Synthesis and evaluation of lupeol-derived triterpenic azines as potential neuroprotective agents

Abstract

Parkinson's disease (PD) is a progressive neurodegenerative disorder characterized by the selective loss of dopaminergic neurons and the accumulation of α-synuclein aggregates. Current treatments are primarily symptomatic, highlighting the need for new neuroprotective strategies. Natural triterpenes have shown promise in neurodegenerative diseases, and structural modifications can enhance their bioactivity. In this study, we obtained a series of new triterpenic azines (4a–4p) from lupeol, optimizing reaction conditions through microwave-assisted synthesis.
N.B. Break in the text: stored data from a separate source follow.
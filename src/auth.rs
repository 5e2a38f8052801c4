//! Challenge/response login for the LOGO! web interface.
//!
//! The password never travels in the clear. The handshake takes two round
//! trips:
//!
//! 1. The client sends four random nonces (`UAMCHAL`) with the hint `p` and
//!    receives a security hint plus a server challenge.
//! 2. The client derives a password token from the password and the
//!    challenge, checksums it with CRC-32 and sends the masked result
//!    (`UAMLOGIN`) under the received hint. The controller answers with the
//!    security token used for every later request.
//!
//! All arithmetic is unsigned 32-bit.
//!
//! # Example
//!
//! ```
//! use logo_web::auth::{derive_pw_token, login_pw_token, login_server_challenge};
//!
//! let token = derive_pw_token("webuser", 4242);
//! assert_eq!(token, "webuser+4242");
//!
//! // XOR of all nonces with the server challenge
//! assert_eq!(login_server_challenge([1, 2, 4, 8], 16), 31);
//!
//! // CRC-32 of the token masked with the challenge
//! let masked = login_pw_token("webuser", 4242);
//! assert_eq!(masked ^ 4242, crc32fast::hash(token.as_bytes()));
//! ```

use std::fmt;

use log::{debug, warn};
use rand::{Rng, RngCore};

use crate::command::{ChallengeRequest, LoginRequest};
use crate::error::Result;
use crate::response::{ChallengeResponse, LoginResponse};
use crate::transport::Transport;

/// Password of the LOGO! `Web User` account when none is configured.
pub const DEFAULT_PASSWORD: &str = "webuser";

/// Hint value marking the initial challenge request.
pub const CHALLENGE_HINT: &str = "p";

/// Maximum length in bytes of the password token.
pub const MAX_PW_TOKEN_LEN: usize = 32;

/// The four client nonces of one handshake attempt.
#[derive(Debug, Clone, Copy, PartialEq, Eq)]
pub struct ChallengeNonces {
    /// First nonce.
    pub a1: u32,
    /// Second nonce.
    pub a2: u32,
    /// Third nonce.
    pub b1: u32,
    /// Fourth nonce.
    pub b2: u32,
}

impl ChallengeNonces {
    /// Draws four independent nonces from `rng`.
    pub fn generate<R: RngCore>(rng: &mut R) -> Self {
        Self {
            a1: rng.gen(),
            a2: rng.gen(),
            b1: rng.gen(),
            b2: rng.gen(),
        }
    }

    /// Returns the nonces in wire order.
    pub fn to_array(self) -> [u32; 4] {
        [self.a1, self.a2, self.b1, self.b2]
    }

    /// Builds the challenge request carrying these nonces.
    pub fn to_request(self) -> ChallengeRequest {
        ChallengeRequest::new(self.a1, self.a2, self.b1, self.b2)
    }
}

/// Builds the password token `"{password}+{challenge}"`, cut to 32 bytes.
///
/// If the cut lands inside a multi-byte character the incomplete tail is
/// dropped, so the result is always valid UTF-8 of at most 32 bytes.
///
/// ```
/// use logo_web::auth::derive_pw_token;
///
/// let long = "a".repeat(40);
/// assert_eq!(derive_pw_token(&long, 1).len(), 32);
///
/// // 'é' is two bytes; the 32nd byte would split it
/// let pw = format!("{}é", "a".repeat(31));
/// assert_eq!(derive_pw_token(&pw, 1), "a".repeat(31));
/// ```
pub fn derive_pw_token(password: &str, server_challenge: u32) -> String {
    let full = format!("{}+{}", password, server_challenge);
    let bytes = &full.as_bytes()[..full.len().min(MAX_PW_TOKEN_LEN)];

    match std::str::from_utf8(bytes) {
        Ok(token) => token.to_owned(),
        Err(e) => String::from_utf8_lossy(&bytes[..e.valid_up_to()]).into_owned(),
    }
}

/// CRC-32 (IEEE) of the UTF-8 bytes of a password token.
///
/// ```
/// use logo_web::auth::pw_token_checksum;
///
/// assert_eq!(pw_token_checksum(""), 0);
/// assert_eq!(pw_token_checksum("123456789"), 0xCBF4_3926);
/// ```
pub fn pw_token_checksum(pw_token: &str) -> u32 {
    crc32fast::hash(pw_token.as_bytes())
}

/// Computes the masked password token sent in the login request.
pub fn login_pw_token(password: &str, server_challenge: u32) -> u32 {
    pw_token_checksum(&derive_pw_token(password, server_challenge)) ^ server_challenge
}

/// XORs the four client nonces with the server challenge.
pub fn login_server_challenge(nonces: [u32; 4], server_challenge: u32) -> u32 {
    nonces.iter().fold(server_challenge, |acc, nonce| acc ^ nonce)
}

/// An authenticated session with a controller.
///
/// Created once per successful handshake and never refreshed. Once the
/// controller drops the session, requests using it simply fail.
#[derive(Clone, PartialEq, Eq)]
pub struct Session {
    endpoint: String,
    security_token: String,
}

impl Session {
    /// Creates a session from a previously issued token.
    pub fn new(endpoint: impl Into<String>, security_token: impl Into<String>) -> Self {
        Self {
            endpoint: endpoint.into(),
            security_token: security_token.into(),
        }
    }

    /// Returns the control-plane URL the session belongs to.
    pub fn endpoint(&self) -> &str {
        &self.endpoint
    }

    /// Returns the token to send in the `Security-Hint` header.
    pub fn security_token(&self) -> &str {
        &self.security_token
    }
}

impl fmt::Debug for Session {
    fn fmt(&self, f: &mut fmt::Formatter<'_>) -> fmt::Result {
        f.debug_struct("Session")
            .field("endpoint", &self.endpoint)
            .field("security_token", &"[REDACTED]")
            .finish()
    }
}

/// Runs the login handshake against a controller.
///
/// # Example
///
/// ```no_run
/// use logo_web::{Authenticator, HttpTransport};
///
/// let transport = HttpTransport::with_default_timeout("http://192.168.1.10/AJAX")?;
/// let session = Authenticator::new(&transport, "webuser").authenticate()?;
/// println!("logged in to {}", session.endpoint());
/// # Ok::<(), logo_web::LogoError>(())
/// ```
pub struct Authenticator<'a, T: Transport> {
    transport: T,
    password: &'a str,
}

impl<'a, T: Transport> Authenticator<'a, T> {
    /// Creates an authenticator for `password` over `transport`.
    pub fn new(transport: T, password: &'a str) -> Self {
        Self {
            transport,
            password,
        }
    }

    /// Runs the handshake with nonces from the thread-local RNG.
    ///
    /// # Errors
    ///
    /// Returns `LogoError::Authentication` if either step is rejected, or a
    /// transport error if a request fails. Nothing is retried.
    pub fn authenticate(&self) -> Result<Session> {
        self.authenticate_with_rng(&mut rand::thread_rng())
    }

    /// Runs the handshake drawing nonces from `rng`.
    ///
    /// # Errors
    ///
    /// Same as [`authenticate`](Self::authenticate).
    pub fn authenticate_with_rng<R: RngCore>(&self, rng: &mut R) -> Result<Session> {
        let nonces = ChallengeNonces::generate(rng);
        let endpoint = self.transport.endpoint();

        debug!("requesting login challenge from {}", endpoint);
        let reply = self
            .transport
            .post(CHALLENGE_HINT, &nonces.to_request().to_body())?;
        let challenge = ChallengeResponse::parse(&reply).inspect_err(|e| {
            warn!("challenge rejected by {}: {}", endpoint, e);
        })?;

        let login = LoginRequest::new(
            login_pw_token(self.password, challenge.server_challenge),
            login_server_challenge(nonces.to_array(), challenge.server_challenge),
        );

        debug!("sending login to {}", endpoint);
        let reply = self
            .transport
            .post(&challenge.security_hint, &login.to_body())?;
        let login = LoginResponse::parse(&reply).inspect_err(|e| {
            warn!("login rejected by {}: {}", endpoint, e);
        })?;

        debug!("authenticated with {}", endpoint);
        Ok(Session::new(endpoint, login.security_token))
    }
}

impl<T: Transport> fmt::Debug for Authenticator<'_, T> {
    fn fmt(&self, f: &mut fmt::Formatter<'_>) -> fmt::Result {
        f.debug_struct("Authenticator")
            .field("endpoint", &self.transport.endpoint())
            .finish_non_exhaustive()
    }
}

#[cfg(test)]
mod tests {
    use super::*;
    use crate::error::{AuthStage, LogoError};
    use crate::testing::ScriptedTransport;
    use proptest::prelude::*;
    use rand::rngs::StdRng;
    use rand::SeedableRng;

    #[test]
    fn test_crc_known_values() {
        assert_eq!(pw_token_checksum(""), 0);
        assert_eq!(pw_token_checksum("123456789"), 0xCBF4_3926);
    }

    #[test]
    fn test_pw_token_short_password() {
        assert_eq!(derive_pw_token("webuser", 4242), "webuser+4242");
    }

    #[test]
    fn test_pw_token_truncated_to_32_bytes() {
        let token = derive_pw_token("0123456789012345678901234567", 4_294_967_295);
        assert_eq!(token, "0123456789012345678901234567+429");
    }

    #[test]
    fn test_pw_token_drops_split_character() {
        // "€" is three bytes; bytes 30..33 hold it, the cut is at 32
        let pw = format!("{}€", "x".repeat(30));
        assert_eq!(derive_pw_token(&pw, 0), "x".repeat(30));
    }

    #[test]
    fn test_login_pw_token() {
        let crc = crc32fast::hash(b"webuser+4242");
        assert_eq!(login_pw_token("webuser", 4242), crc ^ 4242);
    }

    #[test]
    fn test_login_server_challenge_wraps() {
        assert_eq!(login_server_challenge([u32::MAX; 4], u32::MAX), u32::MAX);
        assert_eq!(login_server_challenge([0; 4], 7), 7);
    }

    #[test]
    fn test_handshake_success() {
        let transport = ScriptedTransport::new(["700,hintX,4242", "700,tokenY"]);
        let mut rng = StdRng::seed_from_u64(7);
        let session = Authenticator::new(&transport, "webuser")
            .authenticate_with_rng(&mut rng)
            .unwrap();

        assert_eq!(session.security_token(), "tokenY");
        assert_eq!(session.endpoint(), transport.endpoint());

        let requests = transport.requests();
        assert_eq!(requests.len(), 2);

        let nonces = ChallengeNonces::generate(&mut StdRng::seed_from_u64(7));
        assert_eq!(requests[0].0, "p");
        assert_eq!(requests[0].1, nonces.to_request().to_body());

        let expected_login = format!(
            "UAMLOGIN:Web User,{},{}",
            crc32fast::hash(b"webuser+4242") ^ 4242,
            login_server_challenge(nonces.to_array(), 4242)
        );
        assert_eq!(requests[1].0, "hintX");
        assert_eq!(requests[1].1, expected_login);
    }

    #[test]
    fn test_handshake_challenge_rejected() {
        let transport = ScriptedTransport::new(["500,error"]);
        let result = Authenticator::new(&transport, "webuser").authenticate();

        match result {
            Err(LogoError::Authentication { stage, status }) => {
                assert_eq!(stage, AuthStage::Challenge);
                assert_eq!(status, "500");
            }
            other => panic!("expected authentication error, got {:?}", other),
        }
        assert_eq!(transport.requests().len(), 1);
    }

    #[test]
    fn test_handshake_login_rejected() {
        let transport = ScriptedTransport::new(["700,hintX,4242", "702"]);
        let result = Authenticator::new(&transport, "wrong").authenticate();

        assert!(matches!(
            result,
            Err(LogoError::Authentication {
                stage: AuthStage::Login,
                ..
            })
        ));
        assert_eq!(transport.requests().len(), 2);
    }

    #[test]
    fn test_handshake_transport_failure() {
        let transport = ScriptedTransport::new(Vec::<&str>::new());
        assert!(matches!(
            Authenticator::new(&transport, "webuser").authenticate(),
            Err(LogoError::Transport { .. })
        ));
    }

    #[test]
    fn test_session_debug_hides_token() {
        let session = Session::new("http://logo/AJAX", "tokenY");
        let debug_str = format!("{:?}", session);
        assert!(debug_str.contains("http://logo/AJAX"));
        assert!(!debug_str.contains("tokenY"));
    }

    proptest! {
        #[test]
        fn prop_login_server_challenge_order_independent(
            values in proptest::array::uniform5(any::<u32>()),
            rotation in 0usize..5,
        ) {
            let mut permuted = values;
            permuted.rotate_left(rotation);
            permuted.swap(0, 4);

            let a = login_server_challenge([values[0], values[1], values[2], values[3]], values[4]);
            let b = login_server_challenge(
                [permuted[0], permuted[1], permuted[2], permuted[3]],
                permuted[4],
            );
            prop_assert_eq!(a, b);
            prop_assert_eq!(a, values.iter().fold(0u32, |acc, v| acc ^ v));
        }

        #[test]
        fn prop_pw_token_bounded_and_prefix(password in "\\PC{0,40}", challenge in any::<u32>()) {
            let token = derive_pw_token(&password, challenge);
            let full = format!("{}+{}", password, challenge);

            prop_assert!(token.len() <= MAX_PW_TOKEN_LEN);
            prop_assert!(full.starts_with(&token));
            // only an incomplete trailing character may be dropped
            prop_assert!(full.len().min(MAX_PW_TOKEN_LEN) - token.len() < 4);
        }
    }
}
The neuroprotective potential of these derivatives was evaluated in human neuroblastoma IMR-32 cells exposed to 6-hydroxydopamine (6-OHDA), a widely used in vitro model of PD. Compounds 4c, 4m, and 4n significantly prevented 6-OHDA-induced cytotoxicity, restoring cell viability at 10 and 50 μM to control levels. Since ferroptosis is a cell death mechanism implicated in PD, we further examined the effects of these compounds in N27 dopaminergic neurons exposed to the ferroptosis inducers RSL3 and erastin. Among the tested derivatives, 4c exhibited a remarkable protective effect against RSL3-induced ferroptosis, which was comparable to ferrostatin-1, displaying an IC₅₀ value of 9.1 μM. These findings support the development of triterpenic azines as neuroprotective agents and warrant further investigation in preclinical PD models.